Earlier that same month, Barr also explicitly called for more investigation of the Clintons, telling The Washington Post’s Philip Rucker and Matt Zapotosky, “I don’t think all this stuff about throwing [Clinton] in jail or jumping to the conclusion that she should be prosecuted is appropriate.” Then he added: “But I do think that there are things that should be investigated that haven’t been investigated.”

In both articles, Barr declined to judge Trump harshly for calling for specific investigations — even ones affecting him and his political opponents, apparently. Barr suggested that was okay for a president as long as the decision was made with respect to the actual evidence at hand and not for political reasons.

President Trump announced that he will nominate William P. Barr to be attorney general. Barr held this position in the early 1990s. (Video: Patrick Martin/The Washington Post)

But Barr apparently thinks those conditions have been met on the topic Trump had strongly tried and failed to get then-Attorney General Jeff Sessions to investigate — the Clintons — and that has to be music to Trump’s ears.

Barr also has given Trump a complete pass on one of the central events in the Mueller probe: Trump’s firing of James B. Comey as FBI director. In a Washington Post op-ed, Barr said Trump not only did nothing wrong but also that he “made the right call”:

It is telling that none of the president’s critics are challenging the decision on the merits. None argue that Comey’s performance warranted keeping him on as director. Instead, they are attacking the president’s motives, claiming the president acted to neuter the investigation into Russia’s role in the election.
The notion that the integrity of this investigation depends on Comey’s presence just does not hold water. Contrary to the critics’ talking points, Comey was not “in charge” of the investigation.

At other points, Barr has also supported Trump’s firing of acting attorney general Sally Yates (with which many legal experts agree), and, like Trump, he has criticized the political donations of the prosecutors on Mueller’s team.

"In my view, prosecutors who make political contributions are identifying fairly strongly with a political party,” Barr said. “I would have liked to see him have more balance on this group.”

Barr also has a relevant history with special counsels and has appointed some himself. But when Bush in 1992 decided to pardon several figures in the Iran-contra scandal, he took the legs out from beneath the independent prosecutor investigating the matter. And one of the people Bush consulted was Barr. At the time, the prosecutor, Lawrence Walsh, called it “a sort of Saturday night massacre” — a reference to high-profile President Richard M. Nixon firings during the thick of the Watergate scandal.

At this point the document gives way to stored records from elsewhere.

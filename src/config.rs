use std::collections::HashSet;
use std::fs;
use std::path::PathBuf;

use camino::{Utf8Path, Utf8PathBuf};
use serde::{Deserialize, Serialize};

use crate::app::{OutputLocations, RetrievalRequest};
use crate::domain::{Preface, Project, Region, parse_date, timeslots};
use crate::error::RetrievalError;
use crate::ledger::LedgerMode;
use crate::persist::ARRAY_EXT;

pub const DEFAULT_CONFIG_FILE: &str = "srm.json";
pub const DEFAULT_PLOT_THRESHOLD: usize = 52;
pub const DEFAULT_OPERATION_EXT: &str = ".npy";

#[derive(Debug, Deserialize, Serialize)]
pub struct Config {
    #[serde(default)]
    pub schema_version: Option<u32>,
    #[serde(default)]
    pub output_root: Option<String>,
    #[serde(default)]
    pub operation_ext: Option<String>,
    #[serde(default)]
    pub plot_threshold: Option<usize>,
    #[serde(default)]
    pub client: Option<ClientConfig>,
    #[serde(default)]
    pub projects: Vec<ProjectEntry>,
}

#[derive(Debug, Clone, PartialEq, Eq, Deserialize, Serialize)]
pub struct ClientConfig {
    pub base_url: String,
    #[serde(default)]
    pub token_env: Option<String>,
    #[serde(default = "default_timeout_secs")]
    pub timeout_secs: u64,
}

impl Default for ClientConfig {
    fn default() -> Self {
        Self {
            base_url: "https://services.sentinel-hub.com/api/v1".to_string(),
            token_env: Some("SRM_TOKEN".to_string()),
            timeout_secs: default_timeout_secs(),
        }
    }
}

impl ClientConfig {
    pub fn token(&self) -> Option<String> {
        let value = std::env::var(self.token_env.as_ref()?).ok()?;
        let value = value.trim();
        (!value.is_empty()).then(|| value.to_string())
    }
}

fn default_timeout_secs() -> u64 {
    60
}

#[derive(Debug, Deserialize, Serialize)]
pub struct ProjectEntry {
    pub name: String,
    pub region: [f64; 4],
    pub resolution: f64,
    pub prefaces: PrefaceEntry,
    pub start: String,
    pub end: String,
    pub chunks: usize,
    #[serde(default)]
    pub ledger: LedgerMode,
    #[serde(default)]
    pub write_arrays: bool,
    pub request: String,
}

#[derive(Debug, Deserialize, Serialize)]
#[serde(untagged)]
pub enum PrefaceEntry {
    Shorthand(String),
    Group(Vec<String>),
}

#[derive(Debug, Clone)]
pub struct ResolvedProject {
    pub request_name: String,
    pub request: RetrievalRequest,
}

#[derive(Debug, Clone)]
pub struct ResolvedConfig {
    pub schema_version: u32,
    pub output_root: Utf8PathBuf,
    pub operation_ext: String,
    pub plot_threshold: usize,
    pub client: ClientConfig,
    pub projects: Vec<ResolvedProject>,
}

impl ResolvedConfig {
    pub fn project(&self, name: &str) -> Option<&ResolvedProject> {
        self.projects
            .iter()
            .find(|project| project.request.project.as_str() == name)
    }
}

pub struct ConfigLoader;

impl ConfigLoader {
    pub fn resolve(path: Option<&str>) -> Result<ResolvedConfig, RetrievalError> {
        let config_path = match path {
            Some(path) => PathBuf::from(path),
            None => PathBuf::from(DEFAULT_CONFIG_FILE),
        };

        if path.is_none() && !config_path.exists() {
            return Err(RetrievalError::MissingConfig);
        }

        let content = fs::read_to_string(&config_path)
            .map_err(|_| RetrievalError::ConfigRead(config_path.clone()))?;
        let config: Config = serde_json::from_str(&content)
            .map_err(|err| RetrievalError::ConfigParse(err.to_string()))?;

        Self::resolve_config(config)
    }

    pub fn resolve_config(config: Config) -> Result<ResolvedConfig, RetrievalError> {
        let schema_version = config.schema_version.unwrap_or(1);
        let output_root = Utf8PathBuf::from(config.output_root.unwrap_or_else(|| "out".to_string()));
        let operation_ext = config
            .operation_ext
            .unwrap_or_else(|| DEFAULT_OPERATION_EXT.to_string());
        if operation_ext.contains('_') || operation_ext.contains('/') {
            return Err(RetrievalError::ConfigParse(format!(
                "operation_ext may not contain '_' or '/': {operation_ext}"
            )));
        }
        let plot_threshold = config.plot_threshold.unwrap_or(DEFAULT_PLOT_THRESHOLD);
        let client = config.client.unwrap_or_default();

        let projects = config
            .projects
            .into_iter()
            .map(|entry| resolve_project(entry, &output_root, &operation_ext))
            .collect::<Result<Vec<_>, RetrievalError>>()?;

        Ok(ResolvedConfig {
            schema_version,
            output_root,
            operation_ext,
            plot_threshold,
            client,
            projects,
        })
    }
}

fn resolve_project(
    entry: ProjectEntry,
    output_root: &Utf8Path,
    operation_ext: &str,
) -> Result<ResolvedProject, RetrievalError> {
    let project: Project = entry.name.parse()?;
    if entry.ledger == LedgerMode::Directory && operation_ext != ARRAY_EXT {
        return Err(RetrievalError::ConfigParse(format!(
            "project {project} probes the artifact directory, which holds {ARRAY_EXT} files, \
             but operation_ext is {operation_ext}"
        )));
    }
    let region = Region::try_from(entry.region)?;
    let size = region.pixel_size(entry.resolution)?;

    let prefaces = match entry.prefaces {
        PrefaceEntry::Shorthand(value) => vec![value.parse::<Preface>()?],
        PrefaceEntry::Group(values) => values
            .iter()
            .map(|value| value.parse::<Preface>())
            .collect::<Result<Vec<_>, RetrievalError>>()?,
    };
    if prefaces.is_empty() {
        return Err(RetrievalError::ConfigParse(format!(
            "project {project} lists no prefaces"
        )));
    }
    let mut seen = HashSet::with_capacity(prefaces.len());
    if let Some(repeated) = prefaces.iter().find(|preface| !seen.insert(*preface)) {
        return Err(RetrievalError::ConfigParse(format!(
            "project {project} lists preface {repeated} more than once"
        )));
    }

    let slots = timeslots(parse_date(&entry.start)?, parse_date(&entry.end)?, entry.chunks)?;
    let outputs = OutputLocations::for_project(output_root, &project, &prefaces, entry.ledger);

    Ok(ResolvedProject {
        request_name: entry.request,
        request: RetrievalRequest {
            project,
            prefaces,
            slots,
            region,
            size,
            ledger_mode: entry.ledger,
            write_arrays: entry.write_arrays,
            outputs,
        },
    })
}

#[cfg(test)]
mod tests {
    use assert_matches::assert_matches;

    use super::*;

    fn entry(prefaces: PrefaceEntry) -> ProjectEntry {
        ProjectEntry {
            name: "MaxFarm".to_string(),
            region: [-69.9040, 43.8586, -69.8987, 43.8651],
            resolution: 30.0,
            prefaces,
            start: "2021-01-01".to_string(),
            end: "2021-12-31".to_string(),
            chunks: 13,
            ledger: LedgerMode::File,
            write_arrays: false,
            request: "thermal".to_string(),
        }
    }

    #[test]
    fn parse_config_shorthand() {
        let config = Config {
            schema_version: None,
            output_root: None,
            operation_ext: None,
            plot_threshold: None,
            client: None,
            projects: vec![entry(PrefaceEntry::Shorthand("Thermal".to_string()))],
        };

        let resolved = ConfigLoader::resolve_config(config).unwrap();
        assert_eq!(resolved.schema_version, 1);
        assert_eq!(resolved.operation_ext, DEFAULT_OPERATION_EXT);
        assert_eq!(resolved.plot_threshold, DEFAULT_PLOT_THRESHOLD);
        let project = &resolved.projects[0].request;
        assert_eq!(project.prefaces.len(), 1);
        assert_eq!(project.slots.len(), 12);
        assert!(project.outputs.ledger.ends_with("satData/logs/MaxFarm_oper.txt"));
    }

    #[test]
    fn rejects_repeated_preface() {
        let config = Config {
            schema_version: None,
            output_root: None,
            operation_ext: None,
            plot_threshold: None,
            client: None,
            projects: vec![entry(PrefaceEntry::Group(vec![
                "B01".to_string(),
                "B02".to_string(),
                "B01".to_string(),
            ]))],
        };
        assert_matches!(
            ConfigLoader::resolve_config(config),
            Err(RetrievalError::ConfigParse(message)) if message.contains("B01")
        );
    }

    #[test]
    fn rejects_delimiter_in_extension() {
        let config = Config {
            schema_version: None,
            output_root: None,
            operation_ext: Some("_x.npy".to_string()),
            plot_threshold: None,
            client: None,
            projects: Vec::new(),
        };
        assert!(ConfigLoader::resolve_config(config).is_err());
    }
}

It seems quite the coincidence that Trump has settled on yet another attorney general who might be prepared to take his side on these very personal and political investigative issues in a way Sessions wouldn’t. It’s also notable that Barr seems to believe it isn’t so necessary to erect a wall between the presidency and the nation’s top law enforcement official — a wall that Trump has long desired to demolish.